Success! Things are really starting to happen for this young couple! They have great jobs, a giant new apartment (the doorman is only slightly miffed at them for taking the job he’d been angling for), and lots of new neighbors they’re bound to be fast friends with! Like Brian (Robert Buckley), the playwright who may have the chiseled features of a male model (and we know from previous work, an equally chiseled torso to match), but who wears glasses and so is obviously, as his wife Lu says, “geeky cute.” Maybe Brian is a little too into spying on his sexy blonde neighbor across the way, but hey, his computer just happens to face the window. What’s he supposed to do, ignore her? Even when she takes a job as an assistant to his photographer wife? Not this geek!
Or how about Jane and Henry’s other new neighbor, overly accessorized Nona (Samantha Logan)? She helpfully tells new manager Jane about a leaky washer, and warns her about a petty thief roaming the halls. But twist! Nona is the thief! Shocking.

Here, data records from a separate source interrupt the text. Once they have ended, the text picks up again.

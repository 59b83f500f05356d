use crate::error::Error;
use crate::negotiation::state::RTCNegotiationState;
use crate::sas::RTCShortAuthenticationString;

/// Events drained from an endpoint with
/// [`Endpoint::poll_event`](crate::endpoint::Endpoint::poll_event).
#[allow(clippy::enum_variant_names)]
#[derive(Debug, Clone, PartialEq, Eq)]
pub enum RTCEndpointEvent {
    OnNegotiationStateChange(RTCNegotiationState),

    /// The remote fingerprint was extracted and its short authentication
    /// string is ready to display.
    OnSasAvailable(RTCShortAuthenticationString),

    OnRemoteResourceAdded(String),
    OnNegotiationNeeded,

    /// A non-fatal condition was logged and the triggering message dropped.
    OnWarning(Error),
}
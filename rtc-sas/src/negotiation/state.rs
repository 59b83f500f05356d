use std::fmt;

use crate::error::{Error, Result};
use crate::sdp::RTCSdpType;

/// Why negotiation stopped in [`RTCNegotiationState::Failed`].
#[derive(Debug, Copy, Clone, PartialEq, Eq, Hash)]
pub enum RTCFailureReason {
    OfferCreationFailed,
    AnswerCreationFailed,
    SetLocalDescriptionFailed,
    SetRemoteDescriptionFailed,
}

const FAILURE_REASON_OFFER_CREATION_FAILED_STR: &str = "offer-creation-failed";
const FAILURE_REASON_ANSWER_CREATION_FAILED_STR: &str = "answer-creation-failed";
const FAILURE_REASON_SET_LOCAL_DESCRIPTION_FAILED_STR: &str = "set-local-description-failed";
const FAILURE_REASON_SET_REMOTE_DESCRIPTION_FAILED_STR: &str = "set-remote-description-failed";

impl fmt::Display for RTCFailureReason {
    fn fmt(&self, f: &mut fmt::Formatter<'_>) -> fmt::Result {
        let s = match *self {
            RTCFailureReason::OfferCreationFailed => FAILURE_REASON_OFFER_CREATION_FAILED_STR,
            RTCFailureReason::AnswerCreationFailed => FAILURE_REASON_ANSWER_CREATION_FAILED_STR,
            RTCFailureReason::SetLocalDescriptionFailed => {
                FAILURE_REASON_SET_LOCAL_DESCRIPTION_FAILED_STR
            }
            RTCFailureReason::SetRemoteDescriptionFailed => {
                FAILURE_REASON_SET_REMOTE_DESCRIPTION_FAILED_STR
            }
        };
        write!(f, "{s}")
    }
}

/// Which side of the offer/answer exchange an endpoint took.
#[derive(Debug, Copy, Clone, PartialEq, Eq, Hash)]
pub enum RTCNegotiationRole {
    Offerer,
    Answerer,
}

impl fmt::Display for RTCNegotiationRole {
    fn fmt(&self, f: &mut fmt::Formatter<'_>) -> fmt::Result {
        match *self {
            RTCNegotiationRole::Offerer => write!(f, "offerer"),
            RTCNegotiationRole::Answerer => write!(f, "answerer"),
        }
    }
}

/// Indicates the progress of one endpoint through the offer/answer exchange.
///
/// **Offerer:**
/// ```text
/// Idle → (create offer) → OfferPending → (set local offer) → LocalDescriptionSet
///      → (remote answer) → RemoteDescriptionSet → Negotiated
/// ```
///
/// **Answerer:**
/// ```text
/// Idle → (remote offer) → RemoteDescriptionSet → (create answer) → AnswerPending
///      → (set local answer) → LocalDescriptionSet → Negotiated
/// ```
///
/// `Failed` is terminal and reachable from every non-terminal state when the
/// connection engine rejects an operation. Only a reset leaves it.
///
/// ```
/// use rtc_sas::negotiation::state::{RTCFailureReason, RTCNegotiationState};
///
/// assert_eq!(RTCNegotiationState::OfferPending.to_string(), "offer-pending");
/// assert_eq!(
///     RTCNegotiationState::Failed(RTCFailureReason::OfferCreationFailed).to_string(),
///     "failed(offer-creation-failed)"
/// );
/// assert!(RTCNegotiationState::Negotiated.is_terminal());
/// ```
#[derive(Default, Debug, Copy, Clone, PartialEq, Eq, Hash)]
pub enum RTCNegotiationState {
    /// Nothing has happened yet. This is the default state.
    #[default]
    Idle,

    /// A local offer was created and is about to be set.
    OfferPending,

    /// A local answer was created and is about to be set.
    AnswerPending,

    /// The local description was applied and signaled; the offerer now waits
    /// for the remote answer.
    LocalDescriptionSet,

    /// The remote description was applied; the answerer now creates its answer.
    RemoteDescriptionSet,

    /// Both descriptions are applied.
    Negotiated,

    Failed(RTCFailureReason),
}

const NEGOTIATION_STATE_IDLE_STR: &str = "idle";
const NEGOTIATION_STATE_OFFER_PENDING_STR: &str = "offer-pending";
const NEGOTIATION_STATE_ANSWER_PENDING_STR: &str = "answer-pending";
const NEGOTIATION_STATE_LOCAL_DESCRIPTION_SET_STR: &str = "local-description-set";
const NEGOTIATION_STATE_REMOTE_DESCRIPTION_SET_STR: &str = "remote-description-set";
const NEGOTIATION_STATE_NEGOTIATED_STR: &str = "negotiated";

impl fmt::Display for RTCNegotiationState {
    fn fmt(&self, f: &mut fmt::Formatter<'_>) -> fmt::Result {
        match *self {
            RTCNegotiationState::Idle => write!(f, "{NEGOTIATION_STATE_IDLE_STR}"),
            RTCNegotiationState::OfferPending => {
                write!(f, "{NEGOTIATION_STATE_OFFER_PENDING_STR}")
            }
            RTCNegotiationState::AnswerPending => {
                write!(f, "{NEGOTIATION_STATE_ANSWER_PENDING_STR}")
            }
            RTCNegotiationState::LocalDescriptionSet => {
                write!(f, "{NEGOTIATION_STATE_LOCAL_DESCRIPTION_SET_STR}")
            }
            RTCNegotiationState::RemoteDescriptionSet => {
                write!(f, "{NEGOTIATION_STATE_REMOTE_DESCRIPTION_SET_STR}")
            }
            RTCNegotiationState::Negotiated => write!(f, "{NEGOTIATION_STATE_NEGOTIATED_STR}"),
            RTCNegotiationState::Failed(reason) => write!(f, "failed({reason})"),
        }
    }
}

impl RTCNegotiationState {
    /// Negotiated and Failed accept no further description operations.
    pub fn is_terminal(&self) -> bool {
        matches!(
            self,
            RTCNegotiationState::Negotiated | RTCNegotiationState::Failed(_)
        )
    }

    pub fn is_failed(&self) -> bool {
        matches!(self, RTCNegotiationState::Failed(_))
    }
}

#[derive(Debug, Copy, Clone, PartialEq, Eq)]
pub(crate) enum NegotiationOp {
    CreateOffer,
    CreateAnswer,
    SetLocal(RTCSdpType),
    SetRemote(RTCSdpType),
}

impl fmt::Display for NegotiationOp {
    fn fmt(&self, f: &mut fmt::Formatter<'_>) -> fmt::Result {
        match *self {
            NegotiationOp::CreateOffer => write!(f, "CreateOffer"),
            NegotiationOp::CreateAnswer => write!(f, "CreateAnswer"),
            NegotiationOp::SetLocal(sdp_type) => write!(f, "SetLocal({sdp_type})"),
            NegotiationOp::SetRemote(sdp_type) => write!(f, "SetRemote({sdp_type})"),
        }
    }
}

/// Checks that `op` may run in `cur` and returns the role it implies.
pub(crate) fn check_negotiation_op(
    cur: RTCNegotiationState,
    role: Option<RTCNegotiationRole>,
    op: NegotiationOp,
) -> Result<RTCNegotiationRole> {
    match (cur, role, op) {
        // idle->CreateOffer->offer-pending
        (RTCNegotiationState::Idle, None, NegotiationOp::CreateOffer) => {
            Ok(RTCNegotiationRole::Offerer)
        }
        // offer-pending->SetLocal(offer)->local-description-set
        (
            RTCNegotiationState::OfferPending,
            Some(RTCNegotiationRole::Offerer),
            NegotiationOp::SetLocal(RTCSdpType::Offer),
        ) => Ok(RTCNegotiationRole::Offerer),
        // local-description-set->SetRemote(answer)->remote-description-set
        (
            RTCNegotiationState::LocalDescriptionSet,
            Some(RTCNegotiationRole::Offerer),
            NegotiationOp::SetRemote(RTCSdpType::Answer),
        ) => Ok(RTCNegotiationRole::Offerer),
        // idle->SetRemote(offer)->remote-description-set
        (RTCNegotiationState::Idle, None, NegotiationOp::SetRemote(RTCSdpType::Offer)) => {
            Ok(RTCNegotiationRole::Answerer)
        }
        // remote-description-set->CreateAnswer->answer-pending
        (
            RTCNegotiationState::RemoteDescriptionSet,
            Some(RTCNegotiationRole::Answerer),
            NegotiationOp::CreateAnswer,
        ) => Ok(RTCNegotiationRole::Answerer),
        // answer-pending->SetLocal(answer)->local-description-set
        (
            RTCNegotiationState::AnswerPending,
            Some(RTCNegotiationRole::Answerer),
            NegotiationOp::SetLocal(RTCSdpType::Answer),
        ) => Ok(RTCNegotiationRole::Answerer),
        _ => Err(Error::ErrNegotiationStateProposedTransitionInvalid(format!(
            "from {cur} applying {op}"
        ))),
    }
}
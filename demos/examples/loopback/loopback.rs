use std::collections::VecDeque;
use std::io::Write;
use std::str::FromStr;
use std::time::Duration;

use anyhow::Result;
use clap::Parser;
use log::{info, warn};
use rcgen::{CertificateParams, KeyPair};
use sha2::{Digest, Sha256};
use tokio::sync::mpsc;

use sas::candidate::RTCIceCandidateInit;
use sas::configuration::RTCConfigurationBuilder;
use sas::endpoint::Endpoint;
use sas::engine::{ConnectionEngine, EngineEvent, LocalResourceSource};
use sas::error::{Error, Result as SasResult};
use sas::event::RTCEndpointEvent;
use sas::negotiation::state::RTCNegotiationState;
use sas::sas::sas_matches;
use sas::sdp::RTCSessionDescription;
use sas::signal::SignalMessage;

const DEFAULT_TIMEOUT_DURATION: Duration = Duration::from_secs(5);

#[derive(Parser)]
#[command(name = "loopback")]
#[command(author = "Rusty Rain <y@liu.mx>")]
#[command(version = "0.0.0")]
#[command(about = "An example of SAS verification between two in-process endpoints", long_about = None)]
struct Cli {
    #[arg(short, long)]
    debug: bool,
    #[arg(long, default_value_t = format!("INFO"))]
    log_level: String,
    #[arg(long, default_value_t = 4)]
    sas_words: usize,
    /// Substitute the offer's fingerprint on the way, like a man-in-the-middle.
    #[arg(long)]
    tamper: bool,
}

/// sha-256 fingerprint of a fresh self-signed certificate, formatted for SDP.
fn certificate_fingerprint(name: &str) -> Result<String> {
    let key_pair = KeyPair::generate_for(&rcgen::PKCS_ECDSA_P256_SHA256)?;
    let certificate = CertificateParams::new(vec![name.to_owned()])?.self_signed(&key_pair)?;

    let mut h = Sha256::new();
    h.update(certificate.der().as_ref());
    let values: Vec<String> = h.finalize().iter().map(|x| format!("{x:02x}")).collect();
    Ok(values.join(":"))
}

/// Stands in for a real ICE/DTLS stack: it hands out descriptions carrying
/// its certificate fingerprint and reports one host candidate per
/// description it applies.
struct LoopbackEngine {
    name: String,
    fingerprint: String,
    port: u16,
    remote_set: bool,
    tracks: Vec<String>,
    events: VecDeque<EngineEvent>,
}

impl LoopbackEngine {
    fn new(name: &str, port: u16) -> Result<Self> {
        Ok(Self {
            name: name.to_owned(),
            fingerprint: certificate_fingerprint(name)?,
            port,
            remote_set: false,
            tracks: vec![],
            events: VecDeque::new(),
        })
    }

    fn sdp(&self) -> String {
        format!(
            "v=0\r\no=- 0 0 IN IP4 127.0.0.1\r\ns={}\r\nt=0 0\r\na=fingerprint:sha-256 {}\r\nm=audio 9 UDP/TLS/RTP/SAVPF 111\r\n",
            self.name, self.fingerprint
        )
    }

    fn poll_event(&mut self) -> Option<EngineEvent> {
        self.events.pop_front()
    }
}

impl ConnectionEngine for LoopbackEngine {
    type LocalResource = String;

    async fn create_offer(&mut self) -> SasResult<RTCSessionDescription> {
        Ok(RTCSessionDescription::offer(self.sdp()))
    }

    async fn create_answer(&mut self) -> SasResult<RTCSessionDescription> {
        Ok(RTCSessionDescription::answer(self.sdp()))
    }

    async fn set_local_description(&mut self, _: &RTCSessionDescription) -> SasResult<()> {
        let candidate = RTCIceCandidateInit {
            candidate: format!(
                "candidate:1 1 udp 2130706431 127.0.0.1 {} typ host",
                self.port
            ),
            sdp_mid: Some("0".to_owned()),
            sdp_mline_index: Some(0),
            username_fragment: None,
        };
        self.events
            .push_back(EngineEvent::LocalCandidate(Some(candidate)));
        self.events.push_back(EngineEvent::LocalCandidate(None));
        Ok(())
    }

    async fn set_remote_description(&mut self, _: &RTCSessionDescription) -> SasResult<()> {
        self.remote_set = true;
        self.events
            .push_back(EngineEvent::RemoteResourceAdded(format!("{}-remote-audio", self.name)));
        Ok(())
    }

    async fn add_ice_candidate(&mut self, candidate: &RTCIceCandidateInit) -> SasResult<()> {
        if !self.remote_set {
            return Err(Error::Other("remote description not set".to_owned()));
        }
        info!("{}: remote candidate {}", self.name, candidate.candidate);
        Ok(())
    }

    fn add_local_resource(&mut self, track: String) -> SasResult<()> {
        self.tracks.push(track);
        Ok(())
    }
}

struct Microphone(String);

impl LocalResourceSource for Microphone {
    type Resource = String;

    async fn acquire(&mut self) -> SasResult<String> {
        Ok(self.0.clone())
    }
}

#[tokio::main]
async fn main() -> Result<()> {
    let cli = Cli::parse();
    let log_level = log::LevelFilter::from_str(&cli.log_level)?;
    if cli.debug {
        env_logger::Builder::new()
            .format(|buf, record| {
                writeln!(
                    buf,
                    "{}:{} [{}] {} - {}",
                    record.file().unwrap_or("unknown"),
                    record.line().unwrap_or(0),
                    record.level(),
                    chrono::Local::now().format("%H:%M:%S.%6f"),
                    record.args()
                )
            })
            .filter(None, log_level)
            .init();
    }

    let config = RTCConfigurationBuilder::new()
        .with_max_sas_words(cli.sas_words)
        .build();

    let (alice_tx, mut alice_rx) = mpsc::unbounded_channel::<String>();
    let (bob_tx, mut bob_rx) = mpsc::unbounded_channel::<String>();

    let mut alice = Endpoint::new(
        "alice",
        LoopbackEngine::new("alice", 50000)?,
        move |text: String| {
            if alice_tx.send(text).is_err() {
                warn!("alice: signaling channel closed");
            }
        },
        config.clone(),
    );
    let mut bob = Endpoint::new(
        "bob",
        LoopbackEngine::new("bob", 50001)?,
        move |text: String| {
            if bob_tx.send(text).is_err() {
                warn!("bob: signaling channel closed");
            }
        },
        config,
    );

    alice
        .start_local_resources(&mut Microphone("alice-mic".to_owned()))
        .await?;
    bob.start_local_resources(&mut Microphone("bob-mic".to_owned()))
        .await?;

    alice.offer().await?;

    let mallory = if cli.tamper {
        Some(certificate_fingerprint("mallory")?)
    } else {
        None
    };

    let negotiate = async {
        while !negotiated(&alice) || !negotiated(&bob) {
            pump_engine_events(&mut alice)?;
            pump_engine_events(&mut bob)?;

            tokio::select! {
                Some(text) = alice_rx.recv() => {
                    let text = relay(text, mallory.as_deref())?;
                    bob.handle_signal(&text).await?;
                }
                Some(text) = bob_rx.recv() => {
                    alice.handle_signal(&text).await?;
                }
                else => break,
            }
        }
        Ok::<(), anyhow::Error>(())
    };
    tokio::time::timeout(DEFAULT_TIMEOUT_DURATION, negotiate).await??;

    for endpoint in [&mut alice, &mut bob] {
        while let Some(event) = endpoint.poll_event() {
            match event {
                RTCEndpointEvent::OnSasAvailable(sas) => {
                    info!("{}: sas available: {sas}", endpoint.id())
                }
                RTCEndpointEvent::OnWarning(err) => warn!("{}: {err}", endpoint.id()),
                event => info!("{}: {event:?}", endpoint.id()),
            }
        }
    }

    let show = |endpoint: &Endpoint<LoopbackEngine>| {
        endpoint
            .current_sas()
            .map(|sas| sas.to_string())
            .unwrap_or_else(|| "<none>".to_owned())
    };
    println!("alice reads: {}", show(&alice));
    println!("bob reads:   {}", show(&bob));

    if alice.current_sas().is_none() || bob.current_sas().is_none() {
        println!("SAS unavailable: a description carried no fingerprint, nothing verified");
    } else if sas_matches(alice.current_sas(), bob.local_sas())
        && sas_matches(bob.current_sas(), alice.local_sas())
    {
        println!("SAS verified: both sides see each other's certificate");
    } else {
        println!("SAS MISMATCH: the connection is being intercepted");
    }

    Ok(())
}

fn negotiated(endpoint: &Endpoint<LoopbackEngine>) -> bool {
    endpoint.negotiation_state() == RTCNegotiationState::Negotiated
}

fn pump_engine_events(endpoint: &mut Endpoint<LoopbackEngine>) -> Result<()> {
    while let Some(event) = endpoint.engine_mut().poll_event() {
        endpoint.handle_engine_event(event)?;
    }
    Ok(())
}

/// Delivers a signal, swapping in `mallory`'s fingerprint when tampering.
fn relay(text: String, mallory: Option<&str>) -> Result<String> {
    let Some(mallory) = mallory else {
        return Ok(text);
    };

    match SignalMessage::decode(&text)? {
        SignalMessage::Sdp(mut description) => {
            description.sdp = description
                .sdp
                .lines()
                .map(|line| {
                    if line.starts_with("a=fingerprint:") {
                        format!("a=fingerprint:sha-256 {mallory}")
                    } else {
                        line.to_owned()
                    }
                })
                .collect::<Vec<_>>()
                .join("\r\n");
            warn!("mallory: replaced fingerprint in {}", description.sdp_type);
            Ok(SignalMessage::Sdp(description).encode()?)
        }
        signal => Ok(signal.encode()?),
    }
}
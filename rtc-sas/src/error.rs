use thiserror::Error;

pub type Result<T> = std::result::Result<T, Error>;

#[derive(Error, Debug, Clone, PartialEq, Eq)]
#[non_exhaustive]
pub enum Error {
    /// ErrNoLocalResourceAvailable indicates that local media could not be
    /// acquired before negotiation.
    #[error("no local resource available")]
    ErrNoLocalResourceAvailable,

    /// ErrOfferCreationFailed indicates that the connection engine failed to
    /// create an offer.
    #[error("failed to create offer: {0}")]
    ErrOfferCreationFailed(String),

    /// ErrAnswerCreationFailed indicates that the connection engine failed to
    /// create an answer.
    #[error("failed to create answer: {0}")]
    ErrAnswerCreationFailed(String),

    /// ErrSetLocalDescriptionFailed indicates that the connection engine
    /// rejected the local description.
    #[error("failed to set local description: {0}")]
    ErrSetLocalDescriptionFailed(String),

    /// ErrSetRemoteDescriptionFailed indicates that the connection engine
    /// rejected the remote description.
    #[error("failed to set remote description: {0}")]
    ErrSetRemoteDescriptionFailed(String),

    /// ErrAddIceCandidateFailed indicates that the connection engine
    /// rejected a remote ICE candidate.
    #[error("failed to add ice candidate: {0}")]
    ErrAddIceCandidateFailed(String),

    /// ErrMissingFingerprint indicates that a remote description carried no
    /// sha-256 fingerprint attribute. Non-fatal.
    #[error("session description does not contain a sha-256 fingerprint")]
    ErrMissingFingerprint,

    /// ErrUnexpectedSignal indicates a well-formed signal that is neither an
    /// sdp nor a candidate message. Non-fatal.
    #[error("unexpected signal: {0}")]
    ErrUnexpectedSignal(String),

    /// ErrMalformedSignalMessage indicates signal text that could not be
    /// parsed at all. Non-fatal.
    #[error("malformed signal message: {0}")]
    ErrMalformedSignalMessage(String),

    #[error("invalid proposed negotiation state transition: {0}")]
    ErrNegotiationStateProposedTransitionInvalid(String),

    #[error("invalid fingerprint: {0}")]
    ErrInvalidFingerprint(String),

    #[error("invalid sdp type: {0}")]
    ErrInvalidSdpType(String),

    #[error("word table must have 256 rows, got {0}")]
    ErrWordTableRowCount(usize),

    #[error("word table row {0} must have exactly 2 words")]
    ErrWordTableMalformedRow(usize),

    #[error("{0}")]
    Other(String),
}

impl Error {
    /// Returns true for the conditions that are logged and dropped instead of
    /// aborting negotiation.
    pub fn is_warning(&self) -> bool {
        matches!(
            self,
            Error::ErrMissingFingerprint
                | Error::ErrUnexpectedSignal(_)
                | Error::ErrMalformedSignalMessage(_)
        )
    }
}
mod pgp;

use std::fmt;

use crate::error::{Error, Result};
use pgp::PGP_WORDS;

/// Number of rows in a word table, one per byte value.
pub const WORD_TABLE_ROWS: usize = 256;

/// Number of words per row.
pub const WORD_TABLE_COLUMNS: usize = 2;

/// Immutable mapping from a byte value and a column to a word.
///
/// A `WordTable` has exactly 256 rows of exactly 2 non-empty words. It is
/// validated once on construction and never mutated afterwards, so it can be
/// shared between endpoints behind an `Arc`.
///
/// The short authentication string picks column `position % 2` for the byte at
/// `position`, which makes swapped adjacent words audible when two people read
/// the string to each other.
///
/// # Examples
///
/// ```
/// use rtc_sas::word_table::WordTable;
///
/// let table = WordTable::pgp();
/// assert_eq!(table.word(0x00, 0), "aardvark");
/// assert_eq!(table.word(0xFF, 1), "yesteryear");
/// ```
#[derive(Clone, PartialEq, Eq)]
pub struct WordTable {
    rows: Vec<[String; WORD_TABLE_COLUMNS]>,
}

impl Default for WordTable {
    fn default() -> Self {
        Self::pgp()
    }
}

impl fmt::Debug for WordTable {
    fn fmt(&self, f: &mut fmt::Formatter<'_>) -> fmt::Result {
        f.debug_struct("WordTable")
            .field("first", &self.rows.first())
            .field("rows", &self.rows.len())
            .finish()
    }
}

impl WordTable {
    /// Returns the built-in table backed by the PGP word list.
    pub fn pgp() -> Self {
        Self {
            rows: PGP_WORDS
                .iter()
                .map(|[even, odd]| [(*even).to_owned(), (*odd).to_owned()])
                .collect(),
        }
    }

    /// Builds a table from rows, checking the 256 × 2 non-empty shape.
    pub fn new(rows: Vec<[String; WORD_TABLE_COLUMNS]>) -> Result<Self> {
        if rows.len() != WORD_TABLE_ROWS {
            return Err(Error::ErrWordTableRowCount(rows.len()));
        }
        for (index, row) in rows.iter().enumerate() {
            if row.iter().any(|word| word.trim().is_empty()) {
                return Err(Error::ErrWordTableMalformedRow(index));
            }
        }

        Ok(Self { rows })
    }

    /// Parses a table from text holding one row per line, two
    /// whitespace-separated words per row. Blank lines and lines starting
    /// with `#` are skipped.
    ///
    /// ```
    /// use rtc_sas::word_table::WordTable;
    ///
    /// let text: String = (0..256).map(|i| format!("even{i} odd{i}\n")).collect();
    /// let table = WordTable::parse(&text).unwrap();
    /// assert_eq!(table.word(7, 1), "odd7");
    /// ```
    pub fn parse(text: &str) -> Result<Self> {
        let mut rows = Vec::with_capacity(WORD_TABLE_ROWS);
        for line in text.lines() {
            let line = line.trim();
            if line.is_empty() || line.starts_with('#') {
                continue;
            }

            let words: Vec<&str> = line.split_whitespace().collect();
            if words.len() != WORD_TABLE_COLUMNS {
                return Err(Error::ErrWordTableMalformedRow(rows.len()));
            }
            rows.push([words[0].to_owned(), words[1].to_owned()]);
        }

        Self::new(rows)
    }

    /// Returns the word for `value` in `column`. Columns wrap modulo 2.
    pub fn word(&self, value: u8, column: usize) -> &str {
        &self.rows[value as usize][column % WORD_TABLE_COLUMNS]
    }

    /// Returns both words of the row for `value`.
    pub fn row(&self, value: u8) -> &[String; WORD_TABLE_COLUMNS] {
        &self.rows[value as usize]
    }
}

And then, of course, there are Gavin and his lovely wife Olivia (Vanessa Williams, freed from the freefall of late-season “Desperate Housewives”). They invite Jane and Henry to a gala at the symphony! And yeah, maybe Gavin spends a little too much time creepily eyeing the nape of Jane’s neck, and yes, it is slightly inappropriate for Olivia to secretly buy Jane a $4,000 Alexander McQueen gown, but they sure seem nice! Except when Olivia suddenly starts talking about her dead daughter over champagne and shopping, or when Gavin forces a grieving widower in the building to kill people to keep his zombie wife alive. But still! What’s a little necromancy or blackmail compared to the gift of an Alexander McQueen dress?
More importantly, what’s living over the gateway to hell compared with the chance to preserve a piece of genuine historical archirtecture like The Drake? Doing some research in the library (her Wi-Fi wasn’t set up yet, I guess), Jane discovers that the basement has a beautiful dragon mosaic and a door that is now blocked by cement. What could it all mean? I’m sure it’s nothing scary, like the vision Jane has of a former tenant flinging herself over the side of the building, whispering, “They’ll never let you leave.”
That tenant turns out to be the dead wife of the widower. When he’s unable to kill more than once—I thought it got easier with practice?—he loses first his wife and then is flung by Supernatural Forces into the wall of his bedroom, where it seems he’s plant food for the wallpaper vines. Is his apartment on the market yet?
And though Brian may be unable to bring his wife to orgasm (which is just absurd if you look at Buckley with your eyes), he’s not yet ready for the “temperamental” elevators to bash his wife’s head in. She’s hospitalized but it’s only a matter of time before he seeks some younger comfort, right? He just wants to be happy! As happy as Jane and Henry.
The longevity of their happiness is in doubt, however, especially when Nona fingers a necklace of Jane’s that was complimented by every single woman she encountered while wearing it, and has a sudden psychic flash of Jane tied up in the basement, wearing that McQueen, and screaming through a gag. Uh-oh!